むしろ、長男の嫁で二児の母という立場が、私の強みになると確信しました。「仕事と家庭の両立は無理」とは言わせない。誰もが挑戦できる道を切り拓こうと決意したんです。
福岡:私の場合は自分で壁を作っていました。結婚して子どもがいて、しかも週末婚。そんな環境で管理職なんて無理だと決めつけていたんです。だから管理職試験を勧めてくれた上司にも、「私には無理です」と。それでも「受けなきゃダメだ」と強く言われて。
今、振り返ると、ここで人生が変わりました。仕事の幅が広がり、裁量も自由度も、やりがいも増えました。皆さんにお伝えしたいのは、チャンスが来たら、迷わず「YES」か「はい」と答えてください。自分の可能性を狭めないでほしいです。

CIOは“チーフ・癒し系・お母さん”? 公私ともにプロマネを
──プロジェクトを円滑に進めるために意識していることはありますか?
辻:そもそも円滑なプロジェクトなんてあったかな(笑)。私は、CIO──Chief(チーフ)・Iyashikei(癒し系)・Okasan(お母さん)として、まず組織の中の見えない壁を壊すことから始めました。
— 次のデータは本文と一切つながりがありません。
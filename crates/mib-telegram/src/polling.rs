//! Long polling over raw `getUpdates`.
//!
//! Updates stay `serde_json::Value`s from the wire to the report, so fields
//! and forward origins teloxide does not model reach the user as Telegram sent
//! them.

use std::time::Duration;

use anyhow::{anyhow, bail, Context};
use serde_json::{json, Value};

/// Seconds Telegram may hold a `getUpdates` call open.
pub const POLL_TIMEOUT_SECS: u64 = 30;

/// Pause after a failed poll before trying again.
pub const ERROR_BACKOFF: Duration = Duration::from_secs(3);

pub struct RawPoller {
    http: reqwest::Client,
    url: String,
    offset: Option<i64>,
    allowed_updates: Vec<&'static str>,
}

impl RawPoller {
    pub fn new(token: &str, allowed_updates: Vec<&'static str>) -> anyhow::Result<Self> {
        let http = reqwest::Client::builder()
            .timeout(Duration::from_secs(POLL_TIMEOUT_SECS + 10))
            .build()
            .context("building http client")?;
        Ok(Self {
            http,
            url: format!("https://api.telegram.org/bot{token}/getUpdates"),
            offset: None,
            allowed_updates,
        })
    }

    /// One long poll. Returned updates are confirmed on the next call.
    pub async fn poll(&mut self) -> anyhow::Result<Vec<Value>> {
        let mut body = json!({
            "timeout": POLL_TIMEOUT_SECS,
            "allowed_updates": self.allowed_updates,
        });
        if let Some(offset) = self.offset {
            body["offset"] = json!(offset);
        }

        // The URL carries the bot token; keep it out of errors.
        let resp = self
            .http
            .post(&self.url)
            .json(&body)
            .send()
            .await
            .map_err(|e| anyhow!("getUpdates request failed: {}", e.without_url()))?;
        let v: Value = resp
            .json()
            .await
            .map_err(|e| anyhow!("getUpdates response unreadable: {}", e.without_url()))?;

        let updates = parse_response(v)?;
        if let Some(next) = next_offset(&updates) {
            self.offset = Some(next);
        }
        Ok(updates)
    }
}

/// The `result` array of a Bot API reply, or the API's own error description.
pub fn parse_response(mut body: Value) -> anyhow::Result<Vec<Value>> {
    if body.get("ok").and_then(Value::as_bool) != Some(true) {
        let description = body
            .get("description")
            .and_then(Value::as_str)
            .unwrap_or("no description");
        bail!("getUpdates failed: {description}");
    }
    match body.get_mut("result").map(Value::take) {
        Some(Value::Array(updates)) => Ok(updates),
        _ => bail!("getUpdates returned no update list"),
    }
}

pub fn next_offset(updates: &[Value]) -> Option<i64> {
    updates
        .iter()
        .filter_map(|u| u.get("update_id").and_then(Value::as_i64))
        .max()
        .map(|id| id + 1)
}
//! Where per-chat sessions live between updates.

use std::{
    collections::HashMap,
    path::{Path, PathBuf},
};

use async_trait::async_trait;
use serde_json::Value;
use tokio::sync::Mutex;

use crate::{
    domain::{ChatId, ChatKind},
    errors::Error,
    prefs::{default_session, ensure_complete_session_for, PartialSession, SessionData},
    Result,
};

/// Key-value storage for `SessionData`, keyed by chat.
#[async_trait]
pub trait SessionStore: Send + Sync {
    async fn get(&self, chat_id: ChatId) -> Result<Option<SessionData>>;
    async fn put(&self, chat_id: ChatId, session: SessionData) -> Result<()>;
}

/// The chat's stored session, or a fresh default for its kind.
pub async fn load_session(
    store: &dyn SessionStore,
    chat_id: ChatId,
    kind: ChatKind,
) -> Result<SessionData> {
    Ok(store
        .get(chat_id)
        .await?
        .unwrap_or_else(|| default_session(kind)))
}

#[derive(Default)]
pub struct MemorySessionStore {
    inner: Mutex<HashMap<ChatId, SessionData>>,
}

impl MemorySessionStore {
    pub fn new() -> Self {
        Self::default()
    }
}

#[async_trait]
impl SessionStore for MemorySessionStore {
    async fn get(&self, chat_id: ChatId) -> Result<Option<SessionData>> {
        Ok(self.inner.lock().await.get(&chat_id).cloned())
    }

    async fn put(&self, chat_id: ChatId, session: SessionData) -> Result<()> {
        self.inner.lock().await.insert(chat_id, session);
        Ok(())
    }
}

/// All sessions in one JSON object keyed by chat id.
///
/// The file is read once on open; every `put` rewrites it through a temp file
/// and a rename, and only a successful write changes what `get` returns.
/// Records written by older versions may lack fields and are completed against
/// the defaults for the chat kind implied by the id. Unreadable records or
/// fields are skipped with a warning.
pub struct JsonFileSessionStore {
    path: PathBuf,
    inner: Mutex<HashMap<ChatId, SessionData>>,
}

impl JsonFileSessionStore {
    pub async fn open(path: impl Into<PathBuf>) -> Result<Self> {
        let path = path.into();
        let sessions = load_file(&path).await?;
        tracing::info!(path = %path.display(), sessions = sessions.len(), "session file loaded");
        Ok(Self {
            path,
            inner: Mutex::new(sessions),
        })
    }

    pub fn path(&self) -> &Path {
        &self.path
    }
}

#[async_trait]
impl SessionStore for JsonFileSessionStore {
    async fn get(&self, chat_id: ChatId) -> Result<Option<SessionData>> {
        Ok(self.inner.lock().await.get(&chat_id).cloned())
    }

    async fn put(&self, chat_id: ChatId, session: SessionData) -> Result<()> {
        let mut map = self.inner.lock().await;
        let mut next = map.clone();
        next.insert(chat_id, session);
        save_file(&self.path, &next).await?;
        *map = next;
        Ok(())
    }
}

async fn load_file(path: &Path) -> Result<HashMap<ChatId, SessionData>> {
    let txt = match tokio::fs::read_to_string(path).await {
        Ok(txt) => txt,
        Err(e) if e.kind() == std::io::ErrorKind::NotFound => return Ok(HashMap::new()),
        Err(e) => return Err(e.into()),
    };
    if txt.trim().is_empty() {
        return Ok(HashMap::new());
    }

    let raw: Value = serde_json::from_str(&txt)?;
    let Value::Object(records) = raw else {
        return Err(Error::Store(format!(
            "session file {} is not a JSON object",
            path.display()
        )));
    };

    let mut out = HashMap::with_capacity(records.len());
    for (key, record) in records {
        let Ok(id) = key.parse::<i64>() else {
            tracing::warn!(path = %path.display(), key = %key, "skipping session with invalid chat id");
            continue;
        };
        if !record.is_object() {
            tracing::warn!(path = %path.display(), chat_id = id, "skipping session that is not an object");
            continue;
        }
        let (partial, dropped) = PartialSession::from_value_lenient(&record);
        if !dropped.is_empty() {
            tracing::warn!(
                path = %path.display(),
                chat_id = id,
                fields = ?dropped,
                "ignoring unreadable session fields"
            );
        }
        let chat_id = ChatId(id);
        out.insert(chat_id, ensure_complete_session_for(&partial, ChatKind::infer_from_id(chat_id)));
    }
    Ok(out)
}

async fn save_file(path: &Path, sessions: &HashMap<ChatId, SessionData>) -> Result<()> {
    let by_key: std::collections::BTreeMap<String, &SessionData> = sessions
        .iter()
        .map(|(id, s)| (id.0.to_string(), s))
        .collect();
    let txt = serde_json::to_string_pretty(&by_key)?;

    if let Some(parent) = path.parent().filter(|p| !p.as_os_str().is_empty()) {
        tokio::fs::create_dir_all(parent).await?;
    }
    let mut tmp = path.as_os_str().to_owned();
    tmp.push(".tmp");
    let tmp = PathBuf::from(tmp);
    tokio::fs::write(&tmp, txt).await?;
    tokio::fs::rename(&tmp, path).await?;
    Ok(())
}

#[cfg(test)]
mod tests {
    use super::*;
    use crate::prefs::{DisplayMode, MessageType};

    fn temp_path(name: &str) -> PathBuf {
        PathBuf::from(format!("/tmp/mib-store-{}-{name}.json", std::process::id()))
    }

    #[tokio::test]
    async fn load_session_falls_back_to_defaults() {
        let store = MemorySessionStore::new();
        let s = load_session(&store, ChatId(-100), ChatKind::Supergroup).await.unwrap();
        assert_eq!(s, default_session(ChatKind::Supergroup));
        assert!(store.get(ChatId(-100)).await.unwrap().is_none());
    }

    #[tokio::test]
    async fn memory_store_round_trips() {
        let store = MemorySessionStore::new();
        let mut s = default_session(ChatKind::Private);
        s.enabled = false;
        store.put(ChatId(1), s.clone()).await.unwrap();
        assert_eq!(store.get(ChatId(1)).await.unwrap(), Some(s));
    }

    #[tokio::test]
    async fn file_store_persists_across_reopen() {
        let path = temp_path("reopen");
        let _ = std::fs::remove_file(&path);

        let store = JsonFileSessionStore::open(&path).await.unwrap();
        let mut s = default_session(ChatKind::Group);
        s.view_preferences.display_mode = DisplayMode::Full;
        store.put(ChatId(-42), s.clone()).await.unwrap();
        drop(store);

        let reopened = JsonFileSessionStore::open(&path).await.unwrap();
        assert_eq!(reopened.get(ChatId(-42)).await.unwrap(), Some(s));
        assert!(!PathBuf::from(format!("{}.tmp", path.display())).exists());

        let _ = std::fs::remove_file(&path);
    }

    #[tokio::test]
    async fn file_store_completes_partial_records() {
        let path = temp_path("partial");
        std::fs::write(
            &path,
            r#"{"7": {"enabled": false}, "-1001": {"viewPreferences": {"showAuthorInfo": false}}}"#,
        )
        .unwrap();

        let store = JsonFileSessionStore::open(&path).await.unwrap();
        let private = store.get(ChatId(7)).await.unwrap().unwrap();
        assert!(!private.enabled);
        assert_eq!(private.view_preferences.display_mode, DisplayMode::Compact);

        let group = store.get(ChatId(-1001)).await.unwrap().unwrap();
        assert!(!group.enabled);
        assert!(!group.view_preferences.show_author_info);
        assert_eq!(group.view_preferences.display_mode, DisplayMode::Raw);

        let _ = std::fs::remove_file(&path);
    }

    #[tokio::test]
    async fn file_store_skips_bad_keys() {
        let path = temp_path("badkey");
        std::fs::write(&path, r#"{"abc": {}, "5": {"enabled": false}, "6": 17}"#).unwrap();
        let store = JsonFileSessionStore::open(&path).await.unwrap();
        assert!(!store.get(ChatId(5)).await.unwrap().unwrap().enabled);
        assert!(store.get(ChatId(6)).await.unwrap().is_none());
        let _ = std::fs::remove_file(&path);
    }

    #[tokio::test]
    async fn one_bad_field_keeps_other_records() {
        let path = temp_path("mixed");
        std::fs::write(
            &path,
            r#"{"7":{"enabled":true},"8":{"enabled":false,"messageFilters":{"enabledTypes":{"gif":true,"photo":false}}}}"#,
        )
        .unwrap();

        let store = JsonFileSessionStore::open(&path).await.unwrap();
        assert!(store.get(ChatId(7)).await.unwrap().unwrap().enabled);
        let eight = store.get(ChatId(8)).await.unwrap().unwrap();
        assert!(!eight.enabled);
        assert!(!eight.message_filters.is_type_enabled(MessageType::Photo));
        assert!(eight.message_filters.is_type_enabled(MessageType::Text));

        let _ = std::fs::remove_file(&path);
    }

    #[tokio::test]
    async fn non_object_file_is_an_error() {
        let path = temp_path("array");
        std::fs::write(&path, "[1, 2]").unwrap();
        let err = JsonFileSessionStore::open(&path).await.err().unwrap();
        assert!(matches!(err, Error::Store(_)));
        let _ = std::fs::remove_file(&path);
    }

    #[tokio::test]
    async fn failed_write_leaves_store_unchanged() {
        let path = temp_path("failwrite");
        let _ = std::fs::remove_file(&path);
        let tmp = PathBuf::from(format!("{}.tmp", path.display()));
        let _ = std::fs::remove_dir_all(&tmp);

        let store = JsonFileSessionStore::open(&path).await.unwrap();
        std::fs::create_dir(&tmp).unwrap();

        let mut s = default_session(ChatKind::Private);
        s.enabled = false;
        assert!(store.put(ChatId(3), s.clone()).await.is_err());
        assert!(store.get(ChatId(3)).await.unwrap().is_none());

        std::fs::remove_dir(&tmp).unwrap();
        store.put(ChatId(3), s.clone()).await.unwrap();
        assert_eq!(store.get(ChatId(3)).await.unwrap(), Some(s));

        let _ = std::fs::remove_file(&path);
    }

    #[tokio::test]
    async fn missing_file_opens_empty() {
        let path = temp_path("missing");
        let _ = std::fs::remove_file(&path);
        let store = JsonFileSessionStore::open(&path).await.unwrap();
        assert!(store.get(ChatId(1)).await.unwrap().is_none());
        assert_eq!(store.path(), path.as_path());
    }
}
週2回1時間半の円卓会議では、肩書きに関係なく誰もが議題を挙げられて、自由に発言できる場を作っています。説明してくれた人には必ず全員で温かい拍手を送り、「否定的なことは言わない」というルールを徹底しています。
そしてもう一つ。メンバーがプライベートも含めて心から幸せに暮らしているか。これが私の一番の関心事です。仕事だけにのめり込みすぎると長く続きません。「公私ともにプロマネしよう」と伝えています。
福岡:心理的安全性は大事ですよね。私もまずはその人の良いところを褒めることから始めて、意見しやすい環境づくりを心がけています。このポジションになると、「福岡さんのおっしゃる通りです」と言われることが多くなるのです。いや、「福岡さん、そうじゃありません」と言ってくれと。
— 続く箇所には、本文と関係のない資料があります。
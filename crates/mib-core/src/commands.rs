//! Slash commands and what they do to a chat's session.

use crate::{
    actions::{export_reply, ActionContext, DENIED_NOTICE},
    codec::import_settings,
    keyboard::Reply,
    panels::{admin_panel, filter_panel, help_text, mode_panel, privacy_panel, status_text, userprefs_panel},
    prefs::{effective_preferences, SessionData},
    Result,
};

#[derive(Clone, Debug, PartialEq, Eq)]
pub enum Command {
    Start,
    Help,
    Toggle,
    Mode,
    Filter,
    Privacy,
    UserPrefs,
    Admin,
    Export,
    Import(String),
    Unknown(String),
}

impl Command {
    /// Parse `/name`, `/name@bot` and an argument tail.
    ///
    /// `None` when `text` is not a command at all. A command addressed to a
    /// different bot than `own_username` comes back as `Unknown`.
    pub fn parse(text: &str, own_username: Option<&str>) -> Option<Self> {
        let text = text.trim();
        if !text.starts_with('/') {
            return None;
        }
        let mut parts = text.splitn(2, char::is_whitespace);
        let first = parts.next().unwrap_or("").trim_start_matches('/');
        let rest = parts.next().unwrap_or("").trim().to_string();

        let (name, target) = match first.split_once('@') {
            Some((name, target)) => (name, Some(target)),
            None => (first, None),
        };
        let name = name.to_lowercase();
        if let (Some(target), Some(own)) = (target, own_username) {
            if !target.eq_ignore_ascii_case(own) {
                return Some(Self::Unknown(name));
            }
        }

        let cmd = match name.as_str() {
            "start" => Self::Start,
            "help" => Self::Help,
            "toggle" => Self::Toggle,
            "mode" => Self::Mode,
            "filter" => Self::Filter,
            "privacy" => Self::Privacy,
            "userprefs" => Self::UserPrefs,
            "admin" => Self::Admin,
            "export" => Self::Export,
            "import" => Self::Import(rest),
            _ => Self::Unknown(name),
        };
        Some(cmd)
    }

    pub fn name(&self) -> &str {
        match self {
            Self::Start => "start",
            Self::Help => "help",
            Self::Toggle => "toggle",
            Self::Mode => "mode",
            Self::Filter => "filter",
            Self::Privacy => "privacy",
            Self::UserPrefs => "userprefs",
            Self::Admin => "admin",
            Self::Export => "export",
            Self::Import(_) => "import",
            Self::Unknown(name) => name,
        }
    }

    /// Outside private chats, these need an admin or the creator.
    pub fn requires_manage(&self) -> bool {
        matches!(self, Self::Toggle | Self::Admin | Self::Import(_))
    }
}

#[derive(Clone, Debug, Default, PartialEq, Eq)]
pub struct CommandOutcome {
    /// `None` for commands the bot stays silent on.
    pub reply: Option<Reply>,
    pub changed: bool,
}

impl CommandOutcome {
    fn reply(reply: Reply) -> Self {
        Self {
            reply: Some(reply),
            changed: false,
        }
    }

    fn changed(reply: Reply) -> Self {
        Self {
            reply: Some(reply),
            changed: true,
        }
    }
}

const IMPORT_USAGE: &str = "Usage: <code>/import &lt;token&gt;</code>\nGet a token with /export.";

pub fn run_command(cmd: &Command, session: &mut SessionData, ctx: &ActionContext) -> Result<CommandOutcome> {
    if cmd.requires_manage() && !ctx.chat_kind.is_private() && !ctx.can_manage {
        return Ok(CommandOutcome::reply(Reply::text(DENIED_NOTICE)));
    }

    let per_user = session.use_per_user_preferences && ctx.user_id.is_some();
    let outcome = match cmd {
        Command::Start => CommandOutcome::reply(Reply::text(format!(
            "👋 <b>Message Info Bot</b>\n\
             I reply to messages with what Telegram knows about them.\n\n\
             {}\n\n{}",
            status_text(session, ctx.chat_kind, ctx.user_id),
            help_text()
        ))),
        Command::Help => CommandOutcome::reply(Reply::text(help_text())),
        Command::Toggle => {
            session.enabled = !session.enabled;
            CommandOutcome::changed(Reply::text(if session.enabled {
                "✅ Bot enabled in this chat."
            } else {
                "⏸ Bot disabled in this chat."
            }))
        }
        Command::Mode => CommandOutcome::reply(mode_panel(
            effective_preferences(session, ctx.user_id),
            per_user,
        )),
        Command::Filter => CommandOutcome::reply(filter_panel(&session.message_filters)),
        Command::Privacy => CommandOutcome::reply(privacy_panel(effective_preferences(session, ctx.user_id))),
        Command::UserPrefs => CommandOutcome::reply(userprefs_panel(session, ctx.user_id)),
        Command::Admin => CommandOutcome::reply(admin_panel(session)),
        Command::Export => CommandOutcome::reply(export_reply(session)?),
        Command::Import(token) => {
            let token = token.trim();
            if token.is_empty() {
                return Ok(CommandOutcome::reply(Reply::text(IMPORT_USAGE)));
            }
            match import_settings(token) {
                Some(settings) => {
                    settings.apply_to(session);
                    CommandOutcome::changed(Reply::text("✅ Settings imported."))
                }
                None => CommandOutcome::reply(Reply::text(format!(
                    "❌ That token is not valid.\n{IMPORT_USAGE}"
                ))),
            }
        }
        Command::Unknown(_) => CommandOutcome::default(),
    };
    Ok(outcome)
}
もう一つ大事にしているのが、アメリカのチームとの仕事で学んだマインドです。何か問題が起きたとき、アメリカのメンバーは「Unfortunately(たまたま残念ながらそうなってしまった)」を枕詞に報告するんです。一方、日本のメンバーは「申し訳ございません」と頭を下げてしまいがち。自分の責任でもないことまで謝る必要はありませんよね。「そこは、Unfortunatelyでいいのですよ」と伝えています。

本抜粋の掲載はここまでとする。